The 600,000,000+-pound gorilla in the room: to the thousands of executions enumerated in this article must be added the 6 million deaths per year from hot burning overdose nicotine addiction created by billion-dollar advertising promotions, where it is the victimized youngster who suffers the death penalty over a shortened lifespan puffing meaninglessly on a death drug in the marketing of which all those governments are complicat, because they accept $igarette taxes. Examples: Pakistan and I think Malaysia draw 10% of their total government tax revenue stream from $igarette taxes, Russia 8% etc. And to keep the magnificent funding source, $igarette corporations, happy, what better way than to prosecute and kill "dealers" in any other "drug" except big-bucks nicotine?

Fri, 06/25/2010 - 3:29pm Permalink
RandomPattern (not verified)

Prohibition... or Inquisition?

This activity is more than just "illegal". Governments are executing people over this, using a global set of stupid old laws, as justification to cooperate. A worldwide, United Nations imposed "inquisition", run by noose-wielding judges and squads of death-dealing SWAT teams; whose sole purpose is to selectively determine who is using what intoxicants (some they allow, some they destroy), usually made from plants (some they allow to live, others they burn and kill in an attempt at a proclaimed global extinction), and being hypocrites at the same time (you can smoke this cancerous mix of cigarettes, but not this healthy one of cannabis, you can drink poisonous alcohol, but not psychedelic mushroom tea), while being corrupted by large corporations (you can take our pharmaceutical pills that harm you, but not MDMA LSD nor a list of others that have the potential to heal you).

What shall we call that?
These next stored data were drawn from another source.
//! Invitation acceptance wizard.
//!
//! The invitee reviews the invitation, chooses a password, fills in a first
//! teacher profile and confirms. Each step validates only its own fields
//! before the wizard advances; going back never discards input. The accept
//! DTO is assembled incrementally and posted once, from the final step.
//!
//! ```text
//! Review -> Account -> Profile -> Confirm -> submit()
//! ```

use std::fmt;

use chrono::{DateTime, Utc};
use tracing::{debug, instrument};
use validator::ValidationErrors;

use tutorlink_models::invitations::{
    AcceptInvitationDto, AcceptInvitationResponse, Invitation, InvitationStatus,
};

use super::service::{InvitationService, validate_acceptance};
use crate::api::ApiClient;
use crate::utils::wizard::{WizardError, WizardStep, check_step};
use crate::validator::errors_for;

const ACCOUNT_FIELDS: &[&str] = &["password", "password_confirm"];
const PROFILE_FIELDS: &[&str] = &[
    "first_name",
    "last_name",
    "phone_number",
    "subjects",
    "hourly_rate",
    "bio",
];

#[derive(Debug, Clone, Copy, PartialEq, Eq)]
pub enum InvitationStep {
    Review,
    Account,
    Profile,
    Confirm,
}

impl WizardStep for InvitationStep {
    const ORDER: &'static [Self] = &[Self::Review, Self::Account, Self::Profile, Self::Confirm];

    fn title(self) -> &'static str {
        match self {
            Self::Review => "Review",
            Self::Account => "Account",
            Self::Profile => "Profile",
            Self::Confirm => "Confirm",
        }
    }
}

/// Profile fields collected on the `Profile` step.
#[derive(Debug, Clone, Default, PartialEq)]
pub struct ProfileFields {
    pub first_name: String,
    pub last_name: String,
    pub phone_number: Option<String>,
    pub subjects: Vec<String>,
    pub hourly_rate: Option<f64>,
    pub bio: Option<String>,
}

fn non_blank(value: Option<String>) -> Option<String> {
    value
        .map(|v| v.trim().to_string())
        .filter(|v| !v.is_empty())
}

pub struct InvitationWizard {
    token: String,
    invitation: Invitation,
    step: InvitationStep,
    draft: AcceptInvitationDto,
    submitted: bool,
}

impl fmt::Debug for InvitationWizard {
    fn fmt(&self, f: &mut fmt::Formatter<'_>) -> fmt::Result {
        f.debug_struct("InvitationWizard")
            .field("invitation", &self.invitation.id)
            .field("step", &self.step)
            .field("submitted", &self.submitted)
            .finish_non_exhaustive()
    }
}

impl InvitationWizard {
    /// Fetches the invitation behind `token` and opens the wizard on it.
    #[instrument(skip(api, token))]
    pub async fn load(api: &ApiClient, token: &str) -> Result<Self, WizardError> {
        let invitation = InvitationService::get_by_token(api, token).await?;
        Ok(Self::from_invitation(token, invitation))
    }

    /// Opens the wizard on an already fetched invitation. The invitee's name
    /// is prefilled from it.
    pub fn from_invitation(token: impl Into<String>, invitation: Invitation) -> Self {
        let draft = AcceptInvitationDto {
            first_name: invitation.first_name.clone(),
            last_name: invitation.last_name.clone(),
            ..Default::default()
        };
        Self {
            token: token.into(),
            invitation,
            step: InvitationStep::Review,
            draft,
            submitted: false,
        }
    }

    pub fn step(&self) -> InvitationStep {
        self.step
    }

    pub fn invitation(&self) -> &Invitation {
        &self.invitation
    }

    /// The DTO as assembled so far.
    pub fn draft(&self) -> &AcceptInvitationDto {
        &self.draft
    }

    pub fn is_submitted(&self) -> bool {
        self.submitted
    }

    /// Why the invitation cannot be acted on, if it cannot.
    pub fn blocker_at(&self, now: DateTime<Utc>) -> Option<&'static str> {
        match self.invitation.status {
            InvitationStatus::Accepted => Some("This invitation has already been accepted."),
            InvitationStatus::Declined => Some("This invitation was declined."),
            InvitationStatus::Revoked => Some("This invitation has been withdrawn."),
            _ if self.invitation.is_expired_at(now) => {
                Some("This invitation has expired. Ask your administrator to send a new one.")
            }
            _ => None,
        }
    }

    pub fn set_account(&mut self, password: impl Into<String>, password_confirm: impl Into<String>) {
        self.draft.password = password.into();
        self.draft.password_confirm = password_confirm.into();
    }

    pub fn set_profile(&mut self, fields: ProfileFields) {
        self.draft.first_name = fields.first_name.trim().to_string();
        self.draft.last_name = fields.last_name.trim().to_string();
        self.draft.phone_number = non_blank(fields.phone_number);
        self.draft.subjects = fields
            .subjects
            .into_iter()
            .map(|s| s.trim().to_string())
            .collect();
        self.draft.hourly_rate = fields.hourly_rate;
        self.draft.bio = non_blank(fields.bio);
    }

    /// Current profile input, for redisplay after `back()`.
    pub fn profile(&self) -> ProfileFields {
        ProfileFields {
            first_name: self.draft.first_name.clone(),
            last_name: self.draft.last_name.clone(),
            phone_number: self.draft.phone_number.clone(),
            subjects: self.draft.subjects.clone(),
            hourly_rate: self.draft.hourly_rate,
            bio: self.draft.bio.clone(),
        }
    }

    pub fn next(&mut self) -> Result<InvitationStep, WizardError> {
        self.next_at(Utc::now())
    }

    /// Validates the current step and advances. On the last step this only
    /// validates.
    pub fn next_at(&mut self, now: DateTime<Utc>) -> Result<InvitationStep, WizardError> {
        if self.submitted {
            return Err(WizardError::AlreadySubmitted);
        }
        self.validate_step(self.step, now)?;
        if let Some(next) = self.step.next() {
            debug!(from = ?self.step, to = ?next, "Invitation wizard advanced");
            self.step = next;
        }
        Ok(self.step)
    }

    pub fn back(&mut self) -> Result<InvitationStep, WizardError> {
        let previous = self.step.previous().ok_or(WizardError::AtFirstStep)?;
        self.step = previous;
        Ok(previous)
    }

    pub async fn submit(&mut self, api: &ApiClient) -> Result<AcceptInvitationResponse, WizardError> {
        self.submit_at(api, Utc::now()).await
    }

    /// Posts the assembled DTO. Only allowed from the `Confirm` step; a
    /// successful submission signs the new teacher in.
    #[instrument(skip(self, api), fields(invitation.id = %self.invitation.id))]
    pub async fn submit_at(
        &mut self,
        api: &ApiClient,
        now: DateTime<Utc>,
    ) -> Result<AcceptInvitationResponse, WizardError> {
        if self.submitted {
            return Err(WizardError::AlreadySubmitted);
        }
        if self.step != InvitationStep::Confirm {
            return Err(WizardError::NotReady {
                step: self.step.title(),
            });
        }
        self.validate_step(InvitationStep::Review, now)?;
        self.validate_step(InvitationStep::Confirm, now)?;

        let response = InvitationService::accept(api, &self.token, &self.draft).await?;
        self.submitted = true;
        Ok(response)
    }

    /// Declines the invitation instead of accepting it.
    #[instrument(skip(self, api), fields(invitation.id = %self.invitation.id))]
    pub async fn decline(&mut self, api: &ApiClient) -> Result<(), WizardError> {
        if self.submitted {
            return Err(WizardError::AlreadySubmitted);
        }
        self.validate_step(InvitationStep::Review, Utc::now())?;
        InvitationService::decline(api, &self.token).await?;
        self.submitted = true;
        Ok(())
    }

    fn validate_step(&self, step: InvitationStep, now: DateTime<Utc>) -> Result<(), WizardError> {
        if step == InvitationStep::Review {
            return match self.blocker_at(now) {
                Some(reason) => Err(WizardError::Blocked(reason.to_string())),
                None => Ok(()),
            };
        }

        let errors = validate_acceptance(&self.draft)
            .err()
            .unwrap_or_else(ValidationErrors::new);
        let errors = match step {
            InvitationStep::Account => errors_for(&errors, ACCOUNT_FIELDS),
            InvitationStep::Profile => errors_for(&errors, PROFILE_FIELDS),
            _ => errors,
        };
        check_step(step, errors)
    }
}

#[cfg(test)]
mod tests {
    use super::*;
    use chrono::Duration;
    use tutorlink_models::InvitationId;

    fn invitation(status: InvitationStatus, expires_in_hours: i64) -> Invitation {
        let now = Utc::now();
        Invitation {
            id: InvitationId(5),
            token: "tok".to_string(),
            email: "grace@example.com".to_string(),
            first_name: "Grace".to_string(),
            last_name: "Hopper".to_string(),
            invited_by_name: "Admin".to_string(),
            message: None,
            status,
            expires_at: now + Duration::hours(expires_in_hours),
            created_at: now - Duration::days(1),
        }
    }

    fn profile() -> ProfileFields {
        ProfileFields {
            first_name: "Grace".to_string(),
            last_name: "Hopper".to_string(),
            phone_number: Some("  ".to_string()),
            subjects: vec![" Computer Science ".to_string()],
            hourly_rate: Some(55.0),
            bio: None,
        }
    }

    #[test]
    fn test_prefills_names_from_invitation() {
        let wizard = InvitationWizard::from_invitation("tok", invitation(InvitationStatus::Pending, 24));
        assert_eq!(wizard.step(), InvitationStep::Review);
        assert_eq!(wizard.draft().first_name, "Grace");
        assert_eq!(wizard.draft().last_name, "Hopper");
    }

    #[test]
    fn test_expired_invitation_blocks_review() {
        let mut wizard =
            InvitationWizard::from_invitation("tok", invitation(InvitationStatus::Pending, -2));
        let err = wizard.next().unwrap_err();
        assert!(matches!(err, WizardError::Blocked(_)));
        assert!(err.user_message().contains("expired"));
        assert_eq!(wizard.step(), InvitationStep::Review);
    }

    #[test]
    fn test_accepted_invitation_blocks_review() {
        let mut wizard =
            InvitationWizard::from_invitation("tok", invitation(InvitationStatus::Accepted, 24));
        assert!(matches!(wizard.next(), Err(WizardError::Blocked(_))));
    }

    #[test]
    fn test_account_step_only_reports_account_fields() {
        let mut wizard =
            InvitationWizard::from_invitation("tok", invitation(InvitationStatus::Pending, 24));
        wizard.next().unwrap();
        wizard.set_account("short", "different");

        let err = wizard.next().unwrap_err();
        let fields = err.field_errors().unwrap().field_errors();
        assert!(fields.contains_key("password"));
        assert!(fields.contains_key("password_confirm"));
        assert!(!fields.contains_key("subjects"));
        assert_eq!(wizard.step(), InvitationStep::Account);
    }

    #[test]
    fn test_back_keeps_entered_data() {
        let mut wizard =
            InvitationWizard::from_invitation("tok", invitation(InvitationStatus::Pending, 24));
        wizard.next().unwrap();
        wizard.set_account("longenough", "longenough");
        wizard.next().unwrap();
        wizard.set_profile(profile());

        assert_eq!(wizard.back().unwrap(), InvitationStep::Account);
        assert_eq!(wizard.back().unwrap(), InvitationStep::Review);
        assert!(matches!(wizard.back(), Err(WizardError::AtFirstStep)));

        wizard.next().unwrap();
        wizard.next().unwrap();
        assert_eq!(wizard.draft().password, "longenough");
        assert_eq!(wizard.profile().subjects, vec!["Computer Science".to_string()]);
        assert_eq!(wizard.profile().phone_number, None);
    }

    #[test]
    fn test_profile_step_requires_subject() {
        let mut wizard =
            InvitationWizard::from_invitation("tok", invitation(InvitationStatus::Pending, 24));
        wizard.next().unwrap();
        wizard.set_account("longenough", "longenough");
        wizard.next().unwrap();
        wizard.set_profile(ProfileFields {
            subjects: Vec::new(),
            hourly_rate: Some(1000.0),
            ..profile()
        });

        let err = wizard.next().unwrap_err();
        let fields = err.field_errors().unwrap().field_errors();
        assert!(fields.contains_key("subjects"));
        assert!(fields.contains_key("hourly_rate"));
        assert!(!fields.contains_key("password"));
    }

    #[test]
    fn test_reaches_confirm_when_every_step_is_valid() {
        let mut wizard =
            InvitationWizard::from_invitation("tok", invitation(InvitationStatus::Pending, 24));
        wizard.next().unwrap();
        wizard.set_account("longenough", "longenough");
        wizard.next().unwrap();
        wizard.set_profile(profile());
        assert_eq!(wizard.next().unwrap(), InvitationStep::Confirm);
        assert_eq!(wizard.next().unwrap(), InvitationStep::Confirm);
    }
}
The UNquisition?

I never signed any United Nations pact to unite against "drugs", did you?
Did anyone you vote for sign it?

Time to end this madness and let people live free.

Sun, 06/27/2010 - 2:39am Permalink
Tom Jones (not verified)

Since the US's economy and aid packages fund most of the world, this would seem to point to the USA as allowing our tax payer money and our consumer spending habits to fund nations and international groups who support executing drug offenders. Even the groups mentioned above get funding from the US, ie the UN etc. So when you show that the USA directly funded executing drug offenders they also indirectly funded executing drug offenders by propping up these other groups and nations with aid or consumer spending. AS US citizens we need to step up and say no, no funding for nations or groups who support executing drug offenders.